═══ GIVEN INFORMATION

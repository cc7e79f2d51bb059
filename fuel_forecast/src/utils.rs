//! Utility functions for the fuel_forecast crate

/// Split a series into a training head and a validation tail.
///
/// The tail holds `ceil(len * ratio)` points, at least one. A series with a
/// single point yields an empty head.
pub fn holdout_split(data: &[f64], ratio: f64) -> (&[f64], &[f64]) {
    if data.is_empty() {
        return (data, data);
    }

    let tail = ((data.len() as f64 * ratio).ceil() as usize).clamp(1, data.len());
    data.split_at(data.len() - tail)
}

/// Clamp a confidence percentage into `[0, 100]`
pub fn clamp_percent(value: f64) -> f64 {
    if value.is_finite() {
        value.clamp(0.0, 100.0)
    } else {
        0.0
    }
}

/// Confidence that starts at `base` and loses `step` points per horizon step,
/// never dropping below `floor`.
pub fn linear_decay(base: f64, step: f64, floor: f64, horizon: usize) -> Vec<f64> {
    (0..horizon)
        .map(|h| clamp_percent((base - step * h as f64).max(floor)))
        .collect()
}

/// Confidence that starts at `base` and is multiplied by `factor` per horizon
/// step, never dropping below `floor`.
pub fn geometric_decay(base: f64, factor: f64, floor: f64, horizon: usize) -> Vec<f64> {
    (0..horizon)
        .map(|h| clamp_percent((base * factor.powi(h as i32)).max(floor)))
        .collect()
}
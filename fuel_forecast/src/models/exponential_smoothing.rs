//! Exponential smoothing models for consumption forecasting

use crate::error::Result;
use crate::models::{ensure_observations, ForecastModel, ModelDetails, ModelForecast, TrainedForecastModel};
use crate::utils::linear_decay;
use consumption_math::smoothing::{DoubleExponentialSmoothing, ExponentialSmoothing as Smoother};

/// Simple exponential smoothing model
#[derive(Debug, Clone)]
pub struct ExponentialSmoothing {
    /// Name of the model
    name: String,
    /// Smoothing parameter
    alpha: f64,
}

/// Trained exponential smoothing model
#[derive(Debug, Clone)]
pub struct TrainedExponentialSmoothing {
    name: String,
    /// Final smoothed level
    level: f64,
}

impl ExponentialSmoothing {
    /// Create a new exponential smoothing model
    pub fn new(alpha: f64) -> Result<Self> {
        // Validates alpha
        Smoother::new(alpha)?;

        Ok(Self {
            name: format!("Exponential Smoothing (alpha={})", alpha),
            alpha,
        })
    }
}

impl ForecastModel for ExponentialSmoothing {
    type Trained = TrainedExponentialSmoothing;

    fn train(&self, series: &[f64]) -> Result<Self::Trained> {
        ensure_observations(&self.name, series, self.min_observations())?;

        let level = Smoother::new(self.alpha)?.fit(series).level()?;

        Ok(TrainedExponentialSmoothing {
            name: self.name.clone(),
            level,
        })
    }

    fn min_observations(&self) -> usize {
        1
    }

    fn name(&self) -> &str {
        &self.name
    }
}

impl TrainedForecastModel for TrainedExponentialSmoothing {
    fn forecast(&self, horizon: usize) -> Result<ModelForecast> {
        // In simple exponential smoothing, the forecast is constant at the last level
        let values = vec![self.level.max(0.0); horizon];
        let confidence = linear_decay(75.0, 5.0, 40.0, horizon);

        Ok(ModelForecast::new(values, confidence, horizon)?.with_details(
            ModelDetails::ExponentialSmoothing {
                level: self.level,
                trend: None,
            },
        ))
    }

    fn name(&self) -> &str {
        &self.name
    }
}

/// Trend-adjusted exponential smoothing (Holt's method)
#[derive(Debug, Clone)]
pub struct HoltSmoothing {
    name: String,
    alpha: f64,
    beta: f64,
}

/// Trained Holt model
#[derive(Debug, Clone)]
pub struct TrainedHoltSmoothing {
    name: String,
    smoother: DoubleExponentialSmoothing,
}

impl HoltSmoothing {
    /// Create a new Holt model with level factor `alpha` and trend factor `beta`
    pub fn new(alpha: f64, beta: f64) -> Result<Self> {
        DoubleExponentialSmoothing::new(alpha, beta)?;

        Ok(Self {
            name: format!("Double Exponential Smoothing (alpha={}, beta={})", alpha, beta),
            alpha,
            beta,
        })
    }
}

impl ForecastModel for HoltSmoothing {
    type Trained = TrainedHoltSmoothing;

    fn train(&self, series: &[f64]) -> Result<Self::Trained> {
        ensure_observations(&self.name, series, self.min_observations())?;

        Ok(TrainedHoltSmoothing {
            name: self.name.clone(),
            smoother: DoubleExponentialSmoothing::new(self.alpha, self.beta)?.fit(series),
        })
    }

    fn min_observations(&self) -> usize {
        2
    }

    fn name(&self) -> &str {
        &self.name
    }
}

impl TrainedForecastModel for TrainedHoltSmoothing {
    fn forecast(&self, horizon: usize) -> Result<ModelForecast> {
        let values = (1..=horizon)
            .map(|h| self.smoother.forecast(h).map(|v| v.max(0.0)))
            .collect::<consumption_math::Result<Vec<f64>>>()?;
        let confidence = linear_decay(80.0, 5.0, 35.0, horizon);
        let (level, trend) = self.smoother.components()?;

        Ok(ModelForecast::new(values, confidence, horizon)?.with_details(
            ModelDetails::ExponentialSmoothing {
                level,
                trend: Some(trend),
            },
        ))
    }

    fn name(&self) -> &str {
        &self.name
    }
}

══════

ACTIVITY: Each line of the data above is to be duplicated exactly.

TASK OUTPUT:
repository cc7e79f2d51bb059
filename fuel_forecast/src/utils.rs
//! Utility functions for the fuel_forecast crate

/// Split a series into a training head and a validation tail.
///
/// The tail holds `ceil(len * ratio)` points, at least one. A series with a
/// single point yields an empty head.
pub fn holdout_split(data: &[f64], ratio: f64) -> (&[f64], &[f64]) {
    if data.is_empty() {
        return (data, data);
    }

    let tail = ((data.len() as f64 * ratio).ceil() as usize).clamp(1, data.len());
    data.split_at(data.len() - tail)
}

/// Clamp a confidence percentage into `[0, 100]`
pub fn clamp_percent(value: f64) -> f64 {
    if value.is_finite() {
        value.clamp(0.0, 100.0)
    } else {
        0.0
    }
}

/// Confidence that starts at `base` and loses `step` points per horizon step,
/// never dropping below `floor`.
pub fn linear_decay(base: f64, step: f64, floor: f64, horizon: usize) -> Vec<f64> {
    (0..horizon)
        .map(|h| clamp_percent((base - step * h as f64).max(floor)))
        .collect()
}

/// Confidence that starts at `base` and is multiplied by `factor` per horizon
/// step, never dropping below `floor`.
pub fn geometric_decay(base: f64, factor: f64, floor: f64, horizon: usize) -> Vec<f64> {
    (0..horizon)
        .map(|h| clamp_percent((base * factor.powi(h as i32)).max(floor)))
        .collect()
}
filename fuel_forecast/src/models/exponential_smoothing.rs
//! Exponential smoothing models for consumption forecasting

use crate::error::Result;
use crate::models::{ensure_observations, ForecastModel, ModelDetails, ModelForecast, TrainedForecastModel};
use crate::utils::linear_decay;
use consumption_math::smoothing::{DoubleExponentialSmoothing, ExponentialSmoothing as Smoother};

/// Simple exponential smoothing model
#[derive(Debug, Clone)]
pub struct ExponentialSmoothing {
    /// Name of the model
    name: String,
    /// Smoothing parameter
    alpha: f64,
}

/// Trained exponential smoothing model
#[derive(Debug, Clone)]
pub struct TrainedExponentialSmoothing {
    name: String,
    /// Final smoothed level
    level: f64,
}

impl ExponentialSmoothing {
    /// Create a new exponential smoothing model
    pub fn new(alpha: f64) -> Result<Self> {
        // Validates alpha
        Smoother::new(alpha)?;

        Ok(Self {
            name: format!("Exponential Smoothing (alpha={})", alpha),
            alpha,
        })
    }
}

impl ForecastModel for ExponentialSmoothing {
    type Trained = TrainedExponentialSmoothing;

    fn train(&self, series: &[f64]) -> Result<Self::Trained> {
        ensure_observations(&self.name, series, self.min_observations())?;

        let level = Smoother::new(self.alpha)?.fit(series).level()?;

        Ok(TrainedExponentialSmoothing {
            name: self.name.clone(),
            level,
        })
    }

    fn min_observations(&self) -> usize {
        1
    }

    fn name(&self) -> &str {
        &self.name
    }
}

impl TrainedForecastModel for TrainedExponentialSmoothing {
    fn forecast(&self, horizon: usize) -> Result<ModelForecast> {
        // In simple exponential smoothing, the forecast is constant at the last level
        let values = vec![self.level.max(0.0); horizon];
        let confidence = linear_decay(75.0, 5.0, 40.0, horizon);

        Ok(ModelForecast::new(values, confidence, horizon)?.with_details(
            ModelDetails::ExponentialSmoothing {
                level: self.level,
                trend: None,
            },
        ))
    }

    fn name(&self) -> &str {
        &self.name
    }
}

/// Trend-adjusted exponential smoothing (Holt's method)
#[derive(Debug, Clone)]
pub struct HoltSmoothing {
    name: String,
    alpha: f64,
    beta: f64,
}

/// Trained Holt model
#[derive(Debug, Clone)]
pub struct TrainedHoltSmoothing {
    name: String,
    smoother: DoubleExponentialSmoothing,
}

impl HoltSmoothing {
    /// Create a new Holt model with level factor `alpha` and trend factor `beta`
    pub fn new(alpha: f64, beta: f64) -> Result<Self> {
        DoubleExponentialSmoothing::new(alpha, beta)?;

        Ok(Self {
            name: format!("Double Exponential Smoothing (alpha={}, beta={})", alpha, beta),
            alpha,
            beta,
        })
    }
}

impl ForecastModel for HoltSmoothing {
    type Trained = TrainedHoltSmoothing;

    fn train(&self, series: &[f64]) -> Result<Self::Trained> {
        ensure_observations(&self.name, series, self.min_observations())?;

        Ok(TrainedHoltSmoothing {
            name: self.name.clone(),
            smoother: DoubleExponentialSmoothing::new(self.alpha, self.beta)?.fit(series),
        })
    }

    fn min_observations(&self) -> usize {
        2
    }

    fn name(&self) -> &str {
        &self.name
    }
}

impl TrainedForecastModel for TrainedHoltSmoothing {
    fn forecast(&self, horizon: usize) -> Result<ModelForecast> {
        let values = (1..=horizon)
            .map(|h| self.smoother.forecast(h).map(|v| v.max(0.0)))
            .collect::<consumption_math::Result<Vec<f64>>>()?;
        let confidence = linear_decay(80.0, 5.0, 35.0, horizon);
        let (level, trend) = self.smoother.components()?;

        Ok(ModelForecast::new(values, confidence, horizon)?.with_details(
            ModelDetails::ExponentialSmoothing {
                level,
                trend: Some(trend),
            },
        ))
    }

    fn name(&self) -> &str {
        &self.name
    }
}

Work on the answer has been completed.